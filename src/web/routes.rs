use super::handlers;
use super::state::AppState;
use crate::services::media::UPLOADS_PREFIX;
use axum::extract::DefaultBodyLimit;
use axum::routing::{get, patch, post};
use axum::Router;
use std::path::Path;
use std::sync::Arc;
use tower_http::services::ServeDir;

/// Room for the text fields of a multipart form on top of the image itself.
const FORM_OVERHEAD: usize = 1024 * 1024;

fn body_limit(max_upload_bytes: usize) -> usize {
    max_upload_bytes.saturating_add(FORM_OVERHEAD)
}

pub fn api_routes(max_upload_bytes: usize) -> Router<Arc<AppState>> {
    Router::new()
        .route(
            "/api/blogs",
            get(handlers::posts::list).post(handlers::posts::create),
        )
        .route("/api/blogs/stats", get(handlers::posts::stats))
        .route(
            "/api/blogs/check-slug/:slug",
            get(handlers::posts::check_slug),
        )
        .route("/api/blogs/slug/:slug", get(handlers::posts::show_by_slug))
        .route(
            "/api/blogs/:id",
            get(handlers::posts::show)
                .put(handlers::posts::update)
                .delete(handlers::posts::destroy),
        )
        .route(
            "/api/blogs/:id/toggle-publish",
            patch(handlers::posts::toggle_publish),
        )
        .route(
            "/api/blogs/:id/increment-view",
            patch(handlers::posts::increment_view),
        )
        .route("/api/blogs/:id/seo", get(handlers::seo::post_report))
        .route("/api/seo/score", post(handlers::seo::score_draft))
        .layer(DefaultBodyLimit::max(body_limit(max_upload_bytes)))
}

pub fn public_routes(media_dir: &Path) -> Router<Arc<AppState>> {
    Router::new()
        .route("/health", get(handlers::health::health))
        .nest_service(UPLOADS_PREFIX, ServeDir::new(media_dir))
}

#[cfg(test)]
mod tests {
    use super::*;

    #[test]
    fn test_body_limit_saturates() {
        assert_eq!(body_limit(1024), 1024 + FORM_OVERHEAD);
        assert_eq!(body_limit(usize::MAX), usize::MAX);
    }
}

## Goal of the exercise
Output the material in full, matching it word for word.

## Answer section
filename src/web/routes.rs
use super::handlers;
use super::state::AppState;
use crate::services::media::UPLOADS_PREFIX;
use axum::extract::DefaultBodyLimit;
use axum::routing::{get, patch, post};
use axum::Router;
use std::path::Path;
use std::sync::Arc;
use tower_http::services::ServeDir;

/// Room for the text fields of a multipart form on top of the image itself.
const FORM_OVERHEAD: usize = 1024 * 1024;

fn body_limit(max_upload_bytes: usize) -> usize {
    max_upload_bytes.saturating_add(FORM_OVERHEAD)
}

pub fn api_routes(max_upload_bytes: usize) -> Router<Arc<AppState>> {
    Router::new()
        .route(
            "/api/blogs",
            get(handlers::posts::list).post(handlers::posts::create),
        )
        .route("/api/blogs/stats", get(handlers::posts::stats))
        .route(
            "/api/blogs/check-slug/:slug",
            get(handlers::posts::check_slug),
        )
        .route("/api/blogs/slug/:slug", get(handlers::posts::show_by_slug))
        .route(
            "/api/blogs/:id",
            get(handlers::posts::show)
                .put(handlers::posts::update)
                .delete(handlers::posts::destroy),
        )
        .route(
            "/api/blogs/:id/toggle-publish",
            patch(handlers::posts::toggle_publish),
        )
        .route(
            "/api/blogs/:id/increment-view",
            patch(handlers::posts::increment_view),
        )
        .route("/api/blogs/:id/seo", get(handlers::seo::post_report))
        .route("/api/seo/score", post(handlers::seo::score_draft))
        .layer(DefaultBodyLimit::max(body_limit(max_upload_bytes)))
}

pub fn public_routes(media_dir: &Path) -> Router<Arc<AppState>> {
    Router::new()
        .route("/health", get(handlers::health::health))
        .nest_service(UPLOADS_PREFIX, ServeDir::new(media_dir))
}

#[cfg(test)]
mod tests {
    use super::*;

    #[test]
    fn test_body_limit_saturates() {
        assert_eq!(body_limit(1024), 1024 + FORM_OVERHEAD);
        assert_eq!(body_limit(usize::MAX), usize::MAX);
    }
}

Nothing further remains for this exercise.